Stored data entries:
□ □ □

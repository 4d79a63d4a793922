//! Structural operations on a [`Board`] that keep positions dense.
//!
//! Every method either applies completely or returns a [`StateError`]
//! without touching the board. Column positions are `0..n` and each
//! column's task positions are `0..m` after every successful call.

use crate::model::{Board, BoardPatch, Column, ColumnId, ColumnPatch, Task, TaskId, TaskPatch};
use crate::order;

/// An operation referenced an entity that is not on the board.
#[derive(Debug, Clone, PartialEq, Eq, thiserror::Error)]
pub enum StateError {
    /// No column with this id.
    #[error("column not found: {0}")]
    ColumnNotFound(ColumnId),
    /// No task with this id.
    #[error("task not found: {0}")]
    TaskNotFound(TaskId),
}

/// Where a task sat before it was moved or removed.
#[derive(Debug, Clone, PartialEq, Eq)]
pub struct TaskSlot {
    /// Column that held the task.
    pub column_id: ColumnId,
    /// Position within that column.
    pub position: u32,
}

impl Board {
    /// Sorts columns and tasks by position, renumbers both levels densely,
    /// and makes every task's `column_id` agree with its container.
    ///
    /// Applied to every snapshot before it becomes the live board.
    pub fn normalize(&mut self) {
        order::normalize(&mut self.columns);
        for column in &mut self.columns {
            column.board_id.clone_from(&self.id);
            order::normalize(&mut column.tasks);
            for task in &mut column.tasks {
                task.column_id.clone_from(&column.id);
            }
        }
    }

    /// Returns `true` if every sibling sequence is densely numbered.
    #[must_use]
    pub fn is_dense(&self) -> bool {
        order::is_dense(&self.columns)
            && self
                .columns
                .iter()
                .all(|column| order::is_dense(&column.tasks))
    }

    /// Looks up a column.
    #[must_use]
    pub fn column(&self, id: &ColumnId) -> Option<&Column> {
        self.columns.iter().find(|column| &column.id == id)
    }

    fn column_index(&self, id: &ColumnId) -> Result<usize, StateError> {
        order::index_of(&self.columns, id).ok_or_else(|| StateError::ColumnNotFound(id.clone()))
    }

    /// Returns `(column index, task index)` of the task, wherever it is.
    #[must_use]
    pub fn locate_task(&self, id: &TaskId) -> Option<(usize, usize)> {
        self.columns.iter().enumerate().find_map(|(ci, column)| {
            order::index_of(&column.tasks, id).map(|ti| (ci, ti))
        })
    }

    /// Looks up a task in any column.
    #[must_use]
    pub fn task(&self, id: &TaskId) -> Option<&Task> {
        self.locate_task(id)
            .map(|(ci, ti)| &self.columns[ci].tasks[ti])
    }

    /// Total number of tasks across all columns.
    #[must_use]
    pub fn task_count(&self) -> usize {
        self.columns.iter().map(|column| column.tasks.len()).sum()
    }

    /// Inserts a column at its carried position (clamped).
    ///
    /// If a column with the same id already exists it is replaced in place
    /// of being duplicated; its tasks are kept when the incoming column
    /// carries none (column events omit tasks).
    pub fn insert_column(&mut self, mut column: Column) {
        if let Some(existing) = order::remove(&mut self.columns, &column.id)
            && column.tasks.is_empty()
        {
            column.tasks = existing.tasks;
        }
        column.board_id.clone_from(&self.id);
        order::normalize(&mut column.tasks);
        for task in &mut column.tasks {
            task.column_id.clone_from(&column.id);
        }
        let position = column.position;
        order::insert_at(&mut self.columns, column, position);
    }

    /// Inserts a task into its carried column at its carried position
    /// (clamped). An existing task with the same id is removed first.
    ///
    /// # Errors
    ///
    /// [`StateError::ColumnNotFound`] if the task's column is not on the board.
    pub fn insert_task(&mut self, task: Task) -> Result<(), StateError> {
        let target = self.column_index(&task.column_id)?;
        if let Some((ci, _)) = self.locate_task(&task.id) {
            order::remove(&mut self.columns[ci].tasks, &task.id);
        }
        let position = task.position;
        order::insert_at(&mut self.columns[target].tasks, task, position);
        Ok(())
    }

    /// Merges a patch into a task.
    ///
    /// # Errors
    ///
    /// [`StateError::TaskNotFound`] if the task is not on the board.
    pub fn update_task(&mut self, id: &TaskId, patch: &TaskPatch) -> Result<(), StateError> {
        let (ci, ti) = self
            .locate_task(id)
            .ok_or_else(|| StateError::TaskNotFound(id.clone()))?;
        patch.apply(&mut self.columns[ci].tasks[ti]);
        Ok(())
    }

    /// Merges a patch into a column.
    ///
    /// # Errors
    ///
    /// [`StateError::ColumnNotFound`] if the column is not on the board.
    pub fn update_column(&mut self, id: &ColumnId, patch: &ColumnPatch) -> Result<(), StateError> {
        let ci = self.column_index(id)?;
        patch.apply(&mut self.columns[ci]);
        Ok(())
    }

    /// Merges a patch into the board metadata.
    pub fn update_meta(&mut self, patch: &BoardPatch) {
        patch.apply(self);
    }

    /// Moves a task to `position` in column `to`, renumbering the source and
    /// destination columns. Works for same-column reorders too.
    ///
    /// The task is looked up in `from` first; if it is not there (an earlier
    /// delivery or an optimistic local move already relocated it) it is
    /// taken from whichever column currently holds it, so replays converge.
    ///
    /// Returns where the task was before the move.
    ///
    /// # Errors
    ///
    /// [`StateError::ColumnNotFound`] if `to` does not exist, or
    /// [`StateError::TaskNotFound`] if the task is nowhere on the board.
    pub fn move_task(
        &mut self,
        id: &TaskId,
        from: &ColumnId,
        to: &ColumnId,
        position: u32,
    ) -> Result<TaskSlot, StateError> {
        let target = self.column_index(to)?;
        let source = match self.column_index(from) {
            Ok(ci) if order::index_of(&self.columns[ci].tasks, id).is_some() => ci,
            _ => {
                self.locate_task(id)
                    .ok_or_else(|| StateError::TaskNotFound(id.clone()))?
                    .0
            }
        };

        let ti = order::index_of(&self.columns[source].tasks, id)
            .ok_or_else(|| StateError::TaskNotFound(id.clone()))?;
        let previous = TaskSlot {
            column_id: self.columns[source].id.clone(),
            position: self.columns[source].tasks[ti].position,
        };

        if source == target {
            order::reorder(&mut self.columns[source].tasks, id, position);
        } else {
            let mut task = self.columns[source].tasks.remove(ti);
            order::renumber(&mut self.columns[source].tasks);
            task.column_id.clone_from(&self.columns[target].id);
            order::insert_at(&mut self.columns[target].tasks, task, position);
        }
        Ok(previous)
    }

    /// Moves a column to `position`, renumbering all columns.
    ///
    /// Returns the column's previous position.
    ///
    /// # Errors
    ///
    /// [`StateError::ColumnNotFound`] if the column is not on the board.
    pub fn move_column(&mut self, id: &ColumnId, position: u32) -> Result<u32, StateError> {
        let ci = self.column_index(id)?;
        let previous = self.columns[ci].position;
        order::reorder(&mut self.columns, id, position);
        Ok(previous)
    }

    /// Removes a task and renumbers its former column.
    ///
    /// Returns the removed task with its position as it was before removal.
    ///
    /// # Errors
    ///
    /// [`StateError::TaskNotFound`] if the task is not on the board.
    pub fn remove_task(&mut self, id: &TaskId) -> Result<Task, StateError> {
        let (ci, _) = self
            .locate_task(id)
            .ok_or_else(|| StateError::TaskNotFound(id.clone()))?;
        order::remove(&mut self.columns[ci].tasks, id)
            .ok_or_else(|| StateError::TaskNotFound(id.clone()))
    }

    /// Removes a column (and its tasks) and renumbers the survivors.
    ///
    /// # Errors
    ///
    /// [`StateError::ColumnNotFound`] if the column is not on the board.
    pub fn remove_column(&mut self, id: &ColumnId) -> Result<Column, StateError> {
        order::remove(&mut self.columns, id).ok_or_else(|| StateError::ColumnNotFound(id.clone()))
    }
}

□ □ □

# WORK REQUIRED
Using the records above, report each line with the string "iter".

# FINISHED TASK
                .iter()
        self.columns.iter().find(|column| &column.id == id)
        self.columns.iter().enumerate().find_map(|(ci, column)| {
        self.columns.iter().map(|column| column.tasks.len()).sum()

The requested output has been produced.